- YOUR ASSIGNMENT -
Present the following data again exactly as it is shown.
*** DATASET EXCERPTS
//! Layered setting resolution.
//!
//! Every named setting is looked up in three layers, first hit wins:
//!
//! 1. an explicit override (`vars` in the lab file, `--var` on the command line)
//! 2. the environment snapshot
//! 3. the setting's default literal
//!
//! The environment is an explicit [`Environment`] value handed in by the
//! caller. Nothing in this module reads process state on its own, so plan
//! construction is a pure function of its inputs.

use crate::error::{ProvisionError, Result};
use std::collections::BTreeMap;
use std::fmt;
use tracing::{debug, warn};

/// Snapshot of environment variables used as the middle resolution layer.
#[derive(Debug, Clone, Default, PartialEq, Eq)]
pub struct Environment {
    vars: BTreeMap<String, String>,
}

impl Environment {
    /// Empty environment.
    pub fn new() -> Self {
        Self::default()
    }

    /// Capture the current process environment.
    ///
    /// Called once by the binary; library code receives the snapshot.
    pub fn from_process() -> Self {
        Self {
            vars: std::env::vars().collect(),
        }
    }

    /// Build an environment from key/value pairs.
    pub fn from_pairs<I, K, V>(pairs: I) -> Self
    where
        I: IntoIterator<Item = (K, V)>,
        K: Into<String>,
        V: Into<String>,
    {
        Self {
            vars: pairs
                .into_iter()
                .map(|(k, v)| (k.into(), v.into()))
                .collect(),
        }
    }

    /// Return a new environment with `self` layered over `base`.
    ///
    /// Keys present in `self` win.
    pub fn layered_over(&self, base: &BTreeMap<String, String>) -> Self {
        let mut vars = base.clone();
        vars.extend(self.vars.iter().map(|(k, v)| (k.clone(), v.clone())));
        Self { vars }
    }

    pub fn get(&self, name: &str) -> Option<&str> {
        self.vars.get(name).map(String::as_str)
    }

    pub fn len(&self) -> usize {
        self.vars.len()
    }

    pub fn is_empty(&self) -> bool {
        self.vars.is_empty()
    }
}

/// Which layer supplied a resolved value.
#[derive(Debug, Clone, Copy, PartialEq, Eq)]
pub enum Source {
    Override,
    Environment,
    Default,
}

impl fmt::Display for Source {
    fn fmt(&self, f: &mut fmt::Formatter<'_>) -> fmt::Result {
        let s = match self {
            Self::Override => "override",
            Self::Environment => "environment",
            Self::Default => "default",
        };
        f.write_str(s)
    }
}

/// A value together with the layer it came from.
#[derive(Debug, Clone, PartialEq, Eq)]
pub struct Resolved {
    pub value: String,
    pub source: Source,
}

/// Resolve one setting.
///
/// Returns the override if present, else the environment value if
/// `env_var` is given and set, else the default. Empty strings count as
/// present. `None` only when all three layers are empty.
pub fn resolve(
    name: &str,
    override_value: Option<&str>,
    env: &Environment,
    env_var: Option<&str>,
    default: Option<&str>,
) -> Option<Resolved> {
    let resolved = if let Some(value) = override_value {
        Some(Resolved {
            value: value.to_string(),
            source: Source::Override,
        })
    } else if let Some(value) = env_var.and_then(|var| env.get(var)) {
        Some(Resolved {
            value: value.to_string(),
            source: Source::Environment,
        })
    } else {
        default.map(|value| Resolved {
            value: value.to_string(),
            source: Source::Default,
        })
    };

    match &resolved {
        Some(r) => debug!("setting '{}' resolved from {}", name, r.source),
        None => debug!("setting '{}' has no value in any layer", name),
    }
    resolved
}

/// Static description of a named setting.
#[derive(Debug, Clone, Copy, PartialEq, Eq)]
pub struct Setting {
    /// Human-facing name used in logs and errors.
    pub name: &'static str,
    /// Key looked up in the override map.
    pub override_key: &'static str,
    /// Environment variable consulted when no override is given.
    pub env_var: Option<&'static str>,
    /// Value used when neither layer has one.
    pub default: Option<&'static str>,
}

/// Directory Services Restore Mode password for domain promotion.
pub const SAFE_MODE_PASSWORD: Setting = Setting {
    name: "safe-mode password",
    override_key: "safemodepassword",
    env_var: Some("safemodepassword"),
    default: Some("Password1234!"),
};

/// DNS name of the lab forest.
pub const DOMAIN_NAME: Setting = Setting {
    name: "domain name",
    override_key: "domainname",
    env_var: Some("labdomain"),
    default: Some("lab.local"),
};

/// NetBIOS name of the lab domain.
pub const NETBIOS_NAME: Setting = Setting {
    name: "netbios name",
    override_key: "netbiosname",
    env_var: Some("lablabnetbiosname"),
    default: Some("LAB"),
};

/// Resolves [`Setting`]s against an override map and an environment.
#[derive(Debug, Clone, Copy)]
pub struct Resolver<'a> {
    overrides: &'a BTreeMap<String, String>,
    env: &'a Environment,
}

impl<'a> Resolver<'a> {
    pub fn new(overrides: &'a BTreeMap<String, String>, env: &'a Environment) -> Self {
        Self { overrides, env }
    }

    fn lookup(&self, setting: &Setting) -> Option<Resolved> {
        resolve(
            setting.name,
            self.overrides.get(setting.override_key).map(String::as_str),
            self.env,
            setting.env_var,
            setting.default,
        )
    }

    /// Resolve a setting that must have a value.
    pub fn required(&self, setting: &Setting) -> Result<Resolved> {
        self.lookup(setting)
            .ok_or_else(|| ProvisionError::MissingSetting {
                name: setting.override_key.to_string(),
                env_var: setting.env_var.unwrap_or(setting.override_key).to_string(),
            })
    }

    /// Resolve a setting that may be absent; absence is logged at warn level.
    pub fn optional(&self, setting: &Setting) -> Option<Resolved> {
        let resolved = self.lookup(setting);
        if resolved.is_none() {
            warn!("optional setting '{}' is not set", setting.name);
        }
        resolved
    }
}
******
- PROBLEM SOLUTION -
//! Layered setting resolution.
//!
//! Every named setting is looked up in three layers, first hit wins:
//!
//! 1. an explicit override (`vars` in the lab file, `--var` on the command line)
//! 2. the environment snapshot
//! 3. the setting's default literal
//!
//! The environment is an explicit [`Environment`] value handed in by the
//! caller. Nothing in this module reads process state on its own, so plan
//! construction is a pure function of its inputs.

use crate::error::{ProvisionError, Result};
use std::collections::BTreeMap;
use std::fmt;
use tracing::{debug, warn};

/// Snapshot of environment variables used as the middle resolution layer.
#[derive(Debug, Clone, Default, PartialEq, Eq)]
pub struct Environment {
    vars: BTreeMap<String, String>,
}

impl Environment {
    /// Empty environment.
    pub fn new() -> Self {
        Self::default()
    }

    /// Capture the current process environment.
    ///
    /// Called once by the binary; library code receives the snapshot.
    pub fn from_process() -> Self {
        Self {
            vars: std::env::vars().collect(),
        }
    }

    /// Build an environment from key/value pairs.
    pub fn from_pairs<I, K, V>(pairs: I) -> Self
    where
        I: IntoIterator<Item = (K, V)>,
        K: Into<String>,
        V: Into<String>,
    {
        Self {
            vars: pairs
                .into_iter()
                .map(|(k, v)| (k.into(), v.into()))
                .collect(),
        }
    }

    /// Return a new environment with `self` layered over `base`.
    ///
    /// Keys present in `self` win.
    pub fn layered_over(&self, base: &BTreeMap<String, String>) -> Self {
        let mut vars = base.clone();
        vars.extend(self.vars.iter().map(|(k, v)| (k.clone(), v.clone())));
        Self { vars }
    }

    pub fn get(&self, name: &str) -> Option<&str> {
        self.vars.get(name).map(String::as_str)
    }

    pub fn len(&self) -> usize {
        self.vars.len()
    }

    pub fn is_empty(&self) -> bool {
        self.vars.is_empty()
    }
}

/// Which layer supplied a resolved value.
#[derive(Debug, Clone, Copy, PartialEq, Eq)]
pub enum Source {
    Override,
    Environment,
    Default,
}

impl fmt::Display for Source {
    fn fmt(&self, f: &mut fmt::Formatter<'_>) -> fmt::Result {
        let s = match self {
            Self::Override => "override",
            Self::Environment => "environment",
            Self::Default => "default",
        };
        f.write_str(s)
    }
}

/// A value together with the layer it came from.
#[derive(Debug, Clone, PartialEq, Eq)]
pub struct Resolved {
    pub value: String,
    pub source: Source,
}

/// Resolve one setting.
///
/// Returns the override if present, else the environment value if
/// `env_var` is given and set, else the default. Empty strings count as
/// present. `None` only when all three layers are empty.
pub fn resolve(
    name: &str,
    override_value: Option<&str>,
    env: &Environment,
    env_var: Option<&str>,
    default: Option<&str>,
) -> Option<Resolved> {
    let resolved = if let Some(value) = override_value {
        Some(Resolved {
            value: value.to_string(),
            source: Source::Override,
        })
    } else if let Some(value) = env_var.and_then(|var| env.get(var)) {
        Some(Resolved {
            value: value.to_string(),
            source: Source::Environment,
        })
    } else {
        default.map(|value| Resolved {
            value: value.to_string(),
            source: Source::Default,
        })
    };

    match &resolved {
        Some(r) => debug!("setting '{}' resolved from {}", name, r.source),
        None => debug!("setting '{}' has no value in any layer", name),
    }
    resolved
}

/// Static description of a named setting.
#[derive(Debug, Clone, Copy, PartialEq, Eq)]
pub struct Setting {
    /// Human-facing name used in logs and errors.
    pub name: &'static str,
    /// Key looked up in the override map.
    pub override_key: &'static str,
    /// Environment variable consulted when no override is given.
    pub env_var: Option<&'static str>,
    /// Value used when neither layer has one.
    pub default: Option<&'static str>,
}

/// Directory Services Restore Mode password for domain promotion.
pub const SAFE_MODE_PASSWORD: Setting = Setting {
    name: "safe-mode password",
    override_key: "safemodepassword",
    env_var: Some("safemodepassword"),
    default: Some("Password1234!"),
};

/// DNS name of the lab forest.
pub const DOMAIN_NAME: Setting = Setting {
    name: "domain name",
    override_key: "domainname",
    env_var: Some("labdomain"),
    default: Some("lab.local"),
};

/// NetBIOS name of the lab domain.
pub const NETBIOS_NAME: Setting = Setting {
    name: "netbios name",
    override_key: "netbiosname",
    env_var: Some("lablabnetbiosname"),
    default: Some("LAB"),
};

/// Resolves [`Setting`]s against an override map and an environment.
#[derive(Debug, Clone, Copy)]
pub struct Resolver<'a> {
    overrides: &'a BTreeMap<String, String>,
    env: &'a Environment,
}

impl<'a> Resolver<'a> {
    pub fn new(overrides: &'a BTreeMap<String, String>, env: &'a Environment) -> Self {
        Self { overrides, env }
    }

    fn lookup(&self, setting: &Setting) -> Option<Resolved> {
        resolve(
            setting.name,
            self.overrides.get(setting.override_key).map(String::as_str),
            self.env,
            setting.env_var,
            setting.default,
        )
    }

    /// Resolve a setting that must have a value.
    pub fn required(&self, setting: &Setting) -> Result<Resolved> {
        self.lookup(setting)
            .ok_or_else(|| ProvisionError::MissingSetting {
                name: setting.override_key.to_string(),
                env_var: setting.env_var.unwrap_or(setting.override_key).to_string(),
            })
    }

    /// Resolve a setting that may be absent; absence is logged at warn level.
    pub fn optional(&self, setting: &Setting) -> Option<Resolved> {
        let resolved = self.lookup(setting);
        if resolved.is_none() {
            warn!("optional setting '{}' is not set", setting.name);
        }
        resolved
    }
}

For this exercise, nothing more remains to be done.